══ The data ══

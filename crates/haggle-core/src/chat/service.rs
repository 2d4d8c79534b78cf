//! Chat service orchestrating conversations, messages, and read receipts.
//!
//! ChatService coordinates the storage ports and the notification dispatcher
//! for inbound message events and read-receipt events.

use std::sync::Arc;

use chrono::Utc;
use haggle_types::config::ChatSettings;
use haggle_types::conversation::{
    Conversation, ConversationSummary, CreateConversationRequest, METADATA_SCHEMA_VERSION,
};
use haggle_types::device::{Device, DeviceType};
use haggle_types::error::{ChatError, RepositoryError};
use haggle_types::message::{InboundMessage, Message, MessagePage};
use haggle_types::profile::UserProfile;
use tracing::{debug, info, warn};
use uuid::Uuid;

use crate::notify::{NotificationDispatcher, NotificationSender};
use crate::repository::{
    ChatStore, ConversationListProjector, ConversationStore, DeviceStore, MessageStore,
    ProfileStore, ReadTracker,
};

/// Longest accepted item title, in characters.
const MAX_ITEM_TITLE_CHARS: usize = 255;

/// Orchestrates the chat lifecycle.
///
/// Generic over the store and sender ports so haggle-core never depends on
/// haggle-infra. The store handle is injected by the composition root and
/// shared with spawned notification tasks.
pub struct ChatService<S: ChatStore, N: NotificationSender> {
    store: Arc<S>,
    dispatcher: Arc<NotificationDispatcher<N>>,
    settings: ChatSettings,
}

impl<S, N> ChatService<S, N>
where
    S: ChatStore + 'static,
    N: NotificationSender + 'static,
{
    /// Create a new chat service.
    pub fn new(store: S, dispatcher: NotificationDispatcher<N>, settings: ChatSettings) -> Self {
        Self {
            store: Arc::new(store),
            dispatcher: Arc::new(dispatcher),
            settings,
        }
    }

    /// Access the store.
    pub fn store(&self) -> &S {
        &self.store
    }

    /// Access the pagination settings.
    pub fn settings(&self) -> &ChatSettings {
        &self.settings
    }

    // --- Conversations ---

    /// Open a conversation between participants about an item, or return the existing one.
    ///
    /// Duplicate participant ids are collapsed; at least two distinct
    /// participants are required. The item owner defaults to the first
    /// participant.
    pub async fn start_conversation(
        &self,
        request: CreateConversationRequest,
    ) -> Result<Conversation, ChatError> {
        let mut participant_ids: Vec<Uuid> = Vec::with_capacity(request.participant_ids.len());
        for id in &request.participant_ids {
            if !participant_ids.contains(id) {
                participant_ids.push(*id);
            }
        }
        if participant_ids.len() < 2 {
            return Err(ChatError::Validation(
                "a conversation needs at least two distinct participants".to_string(),
            ));
        }

        let item_title = request.item_title.trim().to_string();
        if item_title.chars().count() > MAX_ITEM_TITLE_CHARS {
            return Err(ChatError::Validation(format!(
                "item title exceeds {MAX_ITEM_TITLE_CHARS} characters"
            )));
        }

        if request.metadata.schema_version != METADATA_SCHEMA_VERSION {
            return Err(ChatError::Validation(format!(
                "unsupported metadata schema version {}",
                request.metadata.schema_version
            )));
        }

        let item_owner_id = request.item_owner_id.or(participant_ids.first().copied());
        let normalized = CreateConversationRequest {
            participant_ids,
            item_id: request.item_id,
            item_title,
            item_owner_id,
            metadata: request.metadata,
        };

        let conversation = self.store.create_or_get_conversation(&normalized).await?;
        debug!(conversation_id = %conversation.id, "Conversation resolved");
        Ok(conversation)
    }

    /// Get a conversation by ID.
    pub async fn get_conversation(&self, conversation_id: &Uuid) -> Result<Conversation, ChatError> {
        self.store
            .get_conversation(conversation_id)
            .await?
            .ok_or_else(|| ChatError::NotFound("conversation".to_string()))
    }

    /// A user's conversation list, most recently active first.
    ///
    /// `limit` defaults to, and is capped at, `max_conversation_list`.
    pub async fn list_conversations(
        &self,
        user_id: &Uuid,
        limit: Option<u32>,
        offset: u32,
    ) -> Result<Vec<ConversationSummary>, ChatError> {
        let max = self.settings.max_conversation_list.max(1);
        let limit = limit.unwrap_or(max).clamp(1, max);
        Ok(self.store.list_for_user(user_id, limit, offset).await?)
    }

    /// User ids of a conversation's participants (used by the real-time hub).
    pub async fn participant_ids(&self, conversation_id: &Uuid) -> Result<Vec<Uuid>, ChatError> {
        let ids = self.store.participant_ids(conversation_id).await?;
        if ids.is_empty() {
            return Err(ChatError::NotFound("conversation".to_string()));
        }
        Ok(ids)
    }

    // --- Messages ---

    /// Persist an inbound message, then notify the other participants.
    ///
    /// The message and the conversation bump commit together. Notification
    /// fan-out runs on a spawned task afterwards and can neither delay nor
    /// fail this call.
    pub async fn send_message(&self, event: InboundMessage) -> Result<Message, ChatError> {
        let message = Message::from_inbound(event);

        self.store
            .append_message(&message)
            .await
            .map_err(|e| not_found_as(e, "conversation"))?;

        info!(
            conversation_id = %message.conversation_id,
            message_id = %message.id,
            sender_id = %message.sender_id,
            "Message persisted"
        );

        self.spawn_notification(message.clone());
        Ok(message)
    }

    fn spawn_notification(&self, message: Message) {
        let store = Arc::clone(&self.store);
        let dispatcher = Arc::clone(&self.dispatcher);
        tokio::spawn(async move {
            let participant_ids = match store.participant_ids(&message.conversation_id).await {
                Ok(ids) => ids,
                Err(e) => {
                    warn!(
                        conversation_id = %message.conversation_id,
                        message_id = %message.id,
                        error = %e,
                        "Could not load participants for notification"
                    );
                    return;
                }
            };

            let recipients =
                NotificationDispatcher::<N>::recipients(&message.sender_id, &participant_ids);
            let devices = if recipients.is_empty() {
                Vec::new()
            } else {
                match store.list_devices_for_users(&recipients).await {
                    Ok(devices) => devices,
                    Err(e) => {
                        warn!(
                            conversation_id = %message.conversation_id,
                            message_id = %message.id,
                            error = %e,
                            "Could not load recipient devices for notification"
                        );
                        return;
                    }
                }
            };

            dispatcher.dispatch(&message, &participant_ids, &devices).await;
        });
    }

    /// One page of a conversation's history, newest first.
    ///
    /// `page` is 1-based. `page_size` defaults to `default_page_size` and may
    /// not exceed `max_page_size`.
    pub async fn get_history(
        &self,
        conversation_id: &Uuid,
        page: u32,
        page_size: Option<u32>,
    ) -> Result<MessagePage, ChatError> {
        if page == 0 {
            return Err(ChatError::Validation("page starts at 1".to_string()));
        }
        let page_size = page_size.unwrap_or(self.settings.default_page_size);
        if page_size == 0 || page_size > self.settings.max_page_size {
            return Err(ChatError::Validation(format!(
                "page_size must be between 1 and {}",
                self.settings.max_page_size
            )));
        }

        self.get_conversation(conversation_id).await?;
        let (messages, total_count) = self
            .store
            .list_messages(conversation_id, page, page_size)
            .await?;

        Ok(MessagePage {
            messages,
            total_count,
            page,
            page_size,
        })
    }

    // --- Read receipts ---

    /// Mark messages read up to and including `cutoff_message_id`.
    ///
    /// The cutoff arrives from clients as a string; an unparsable id is a
    /// validation error.
    pub async fn mark_read(
        &self,
        user_id: &Uuid,
        conversation_id: &Uuid,
        cutoff_message_id: &str,
    ) -> Result<(), ChatError> {
        let cutoff: Uuid = cutoff_message_id.trim().parse().map_err(|_| {
            ChatError::Validation(format!("invalid message id: '{cutoff_message_id}'"))
        })?;

        self.store
            .mark_read(user_id, conversation_id, &cutoff)
            .await
            .map_err(|e| not_found_as(e, "message or participant"))?;

        info!(
            user_id = %user_id,
            conversation_id = %conversation_id,
            cutoff_message_id = %cutoff,
            "Messages marked read"
        );
        Ok(())
    }

    /// Messages from other participants `user_id` has not read yet.
    pub async fn unread_count(
        &self,
        user_id: &Uuid,
        conversation_id: &Uuid,
    ) -> Result<u32, ChatError> {
        Ok(self.store.unread_count(user_id, conversation_id).await?)
    }

    // --- Devices ---

    /// Register (or refresh) a push delivery token for a user.
    pub async fn register_device(
        &self,
        user_id: Uuid,
        token: &str,
        device_type: DeviceType,
    ) -> Result<Device, ChatError> {
        let token = token.trim();
        if token.is_empty() {
            return Err(ChatError::Validation("device token cannot be empty".to_string()));
        }

        let now = Utc::now();
        let device = Device {
            user_id,
            token: token.to_string(),
            device_type,
            created_at: now,
            updated_at: now,
        };
        let device = self.store.upsert_device(&device).await?;
        info!(user_id = %user_id, device_type = %device.device_type, "Device registered");
        Ok(device)
    }

    /// Remove a push delivery token. Returns `false` if it was not registered.
    pub async fn unregister_device(&self, user_id: &Uuid, token: &str) -> Result<bool, ChatError> {
        let removed = self.store.delete_device(user_id, token.trim()).await?;
        if removed {
            info!(user_id = %user_id, "Device unregistered");
        }
        Ok(removed)
    }

    /// All push delivery tokens registered for a user.
    pub async fn devices(&self, user_id: &Uuid) -> Result<Vec<Device>, ChatError> {
        Ok(self.store.list_devices(user_id).await?)
    }

    // --- Profiles ---

    /// Cache a user's display fields for conversation lists.
    pub async fn upsert_profile(
        &self,
        user_id: Uuid,
        display_name: &str,
        avatar_url: Option<String>,
    ) -> Result<UserProfile, ChatError> {
        let display_name = display_name.trim();
        if display_name.is_empty() {
            return Err(ChatError::Validation("display name cannot be empty".to_string()));
        }

        let profile = UserProfile {
            user_id,
            display_name: display_name.to_string(),
            avatar_url: avatar_url.filter(|url| !url.is_empty()),
            updated_at: Utc::now(),
        };
        self.store.upsert_profile(&profile).await?;
        Ok(profile)
    }
}

/// Name the missing entity when a port reports `NotFound`.
fn not_found_as(e: RepositoryError, what: &str) -> ChatError {
    match e {
        RepositoryError::NotFound => ChatError::NotFound(what.to_string()),
        other => other.into(),
    }
}

#[cfg(test)]
mod tests {
    use super::*;

    // Verify ChatService is generic over the right traits
    fn _assert_chat_service_generic<S: ChatStore, N: NotificationSender>() {
        fn _takes_service<S: ChatStore, N: NotificationSender>(_s: &ChatService<S, N>) {}
    }

    #[test]
    fn test_not_found_as_names_entity() {
        match not_found_as(RepositoryError::NotFound, "conversation") {
            ChatError::NotFound(what) => assert_eq!(what, "conversation"),
            other => panic!("expected NotFound, got {other:?}"),
        }
    }

    #[test]
    fn test_not_found_as_passes_other_errors() {
        let err = not_found_as(RepositoryError::Query("locked".to_string()), "conversation");
        assert!(matches!(err, ChatError::Persistence(_)));
    }
}
//! Push delivery devices registered by users.

use std::fmt;
use std::str::FromStr;

use chrono::{DateTime, Utc};
use serde::{Deserialize, Serialize};
use uuid::Uuid;

/// Platform a delivery token belongs to.
#[derive(Debug, Clone, Copy, PartialEq, Eq, PartialOrd, Ord, Hash, Serialize, Deserialize)]
#[serde(rename_all = "lowercase")]
pub enum DeviceType {
    Ios,
    Android,
    Web,
}

impl fmt::Display for DeviceType {
    fn fmt(&self, f: &mut fmt::Formatter<'_>) -> fmt::Result {
        match self {
            DeviceType::Ios => write!(f, "ios"),
            DeviceType::Android => write!(f, "android"),
            DeviceType::Web => write!(f, "web"),
        }
    }
}

impl FromStr for DeviceType {
    type Err = String;

    fn from_str(s: &str) -> Result<Self, Self::Err> {
        match s.to_lowercase().as_str() {
            "ios" => Ok(DeviceType::Ios),
            "android" => Ok(DeviceType::Android),
            "web" => Ok(DeviceType::Web),
            other => Err(format!("invalid device type: '{other}'")),
        }
    }
}

/// A delivery token registered for a user. Unique per (user, token).
#[derive(Debug, Clone, Serialize, Deserialize)]
pub struct Device {
    pub user_id: Uuid,
    pub token: String,
    pub device_type: DeviceType,
    pub created_at: DateTime<Utc>,
    pub updated_at: DateTime<Utc>,
}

═══

Task description ▸ Using the listing above, show every line that includes the string "chrono".

Expected answer ▸
use chrono::Utc;
use chrono::{DateTime, Utc};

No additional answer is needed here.